··· Data excerpts ···

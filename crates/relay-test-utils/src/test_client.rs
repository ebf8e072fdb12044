//! Signaling client driven directly through a `RelayActorHandle`.
//!
//! Stands in for a WebSocket connection: it registers with the relay, sends
//! `ClientEvent`s and reads the `ServerEvent`s queued for it.

use common::types::{BroadcastId, ConnectionId};
use relay_service::actors::{OutboundReceiver, RelayActorHandle};
use relay_service::signaling::{ClientEvent, IceCandidate, ServerEvent};
use std::time::Duration;

/// How long `recv` waits before failing the test.
pub const RECV_TIMEOUT: Duration = Duration::from_secs(2);

/// A connected test client.
#[derive(Debug)]
pub struct TestClient {
    id: ConnectionId,
    relay: RelayActorHandle,
    outbound: OutboundReceiver,
}

impl TestClient {
    /// Register a new connection with the relay.
    pub async fn connect(relay: &RelayActorHandle) -> Self {
        let (id, outbound) = relay.connect().await.expect("relay refused connection");
        Self {
            id,
            relay: relay.clone(),
            outbound,
        }
    }

    /// This client's connection ID.
    #[must_use]
    pub fn id(&self) -> ConnectionId {
        self.id
    }

    /// Send an event.
    pub async fn send(&self, event: ClientEvent) {
        self.relay
            .dispatch(self.id, event)
            .await
            .expect("relay mailbox closed");
    }

    /// Send a raw text frame, as the transport would.
    pub async fn send_frame(&self, text: &str) {
        self.relay
            .dispatch_frame(self.id, text)
            .await
            .expect("relay mailbox closed");
    }

    pub async fn start(&self, broadcast_id: &str, sdp_offer: &str) {
        self.send(ClientEvent::Start {
            broadcast_id: BroadcastId::new(broadcast_id),
            sdp_offer: sdp_offer.to_string(),
        })
        .await;
    }

    /// Join without an offer (signaling mode).
    pub async fn join(&self, broadcast_id: &str) {
        self.send(ClientEvent::Join {
            broadcast_id: BroadcastId::new(broadcast_id),
            sdp_offer: None,
        })
        .await;
    }

    /// Join with an offer (media mode).
    pub async fn join_with_offer(&self, broadcast_id: &str, sdp_offer: &str) {
        self.send(ClientEvent::Join {
            broadcast_id: BroadcastId::new(broadcast_id),
            sdp_offer: Some(sdp_offer.to_string()),
        })
        .await;
    }

    pub async fn answer(&self, broadcast_id: &str, sdp_answer: &str) {
        self.send(ClientEvent::Answer {
            broadcast_id: BroadcastId::new(broadcast_id),
            sdp_answer: sdp_answer.to_string(),
        })
        .await;
    }

    pub async fn ice_candidate(&self, broadcast_id: &str, candidate: IceCandidate) {
        self.send(ClientEvent::IceCandidate {
            broadcast_id: BroadcastId::new(broadcast_id),
            candidate,
        })
        .await;
    }

    /// Explicit stop (broadcaster) or leave (viewer).
    pub async fn stop(&self, broadcast_id: Option<&str>) {
        self.send(ClientEvent::DisconnectRequest {
            broadcast_id: broadcast_id.map(BroadcastId::new),
        })
        .await;
    }

    /// Transport-level disconnect. The client keeps its receiver so tests
    /// can check nothing more arrives.
    pub async fn disconnect(&self) {
        self.relay
            .disconnect(self.id)
            .await
            .expect("relay mailbox closed");
    }

    /// Wait for the next event.
    ///
    /// # Panics
    ///
    /// Panics if nothing arrives within `RECV_TIMEOUT` or the queue closed.
    pub async fn recv(&mut self) -> ServerEvent {
        tokio::time::timeout(RECV_TIMEOUT, self.outbound.recv())
            .await
            .unwrap_or_else(|_| panic!("client {} timed out waiting for an event", self.id))
            .unwrap_or_else(|| panic!("client {} outbound queue closed", self.id))
    }

    /// Wait for the next event and check it is an `error` with `code`.
    pub async fn expect_error(&mut self, code: i32) -> String {
        match self.recv().await {
            ServerEvent::Error { message, code: got } => {
                assert_eq!(got, code, "unexpected error code ({message})");
                message
            }
            other => panic!("expected error {code}, got {other:?}"),
        }
    }

    /// Assert that nothing is queued once the relay has processed every
    /// message sent before this call.
    pub async fn expect_no_event(&mut self) {
        settle(&self.relay).await;
        if let Ok(event) = self.outbound.try_recv() {
            panic!("client {} got unexpected event {event:?}", self.id);
        }
    }

    /// Whether the relay has dropped this client's outbound queue.
    pub async fn is_released(&mut self) -> bool {
        matches!(
            tokio::time::timeout(RECV_TIMEOUT, self.outbound.recv()).await,
            Ok(None)
        )
    }
}

/// Wait until the relay has processed everything queued before this call and
/// spawned tasks have had a chance to run.
pub async fn settle(relay: &RelayActorHandle) {
    // Round trip through the mailbox orders us after earlier messages
    let _ = relay.get_status().await;
    for _ in 0..10 {
        tokio::task::yield_now().await;
    }
    let _ = relay.get_status().await;
}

···

■ Task brief
Give back exactly the lines from the one containing "client's outbound queue." to the end of the material, both ends included.

■ Response for this exercise
    /// Whether the relay has dropped this client's outbound queue.
    pub async fn is_released(&mut self) -> bool {
        matches!(
            tokio::time::timeout(RECV_TIMEOUT, self.outbound.recv()).await,
            Ok(None)
        )
    }
}

/// Wait until the relay has processed everything queued before this call and
/// spawned tasks have had a chance to run.
pub async fn settle(relay: &RelayActorHandle) {
    // Round trip through the mailbox orders us after earlier messages
    let _ = relay.get_status().await;
    for _ in 0..10 {
        tokio::task::yield_now().await;
    }
    let _ = relay.get_status().await;
}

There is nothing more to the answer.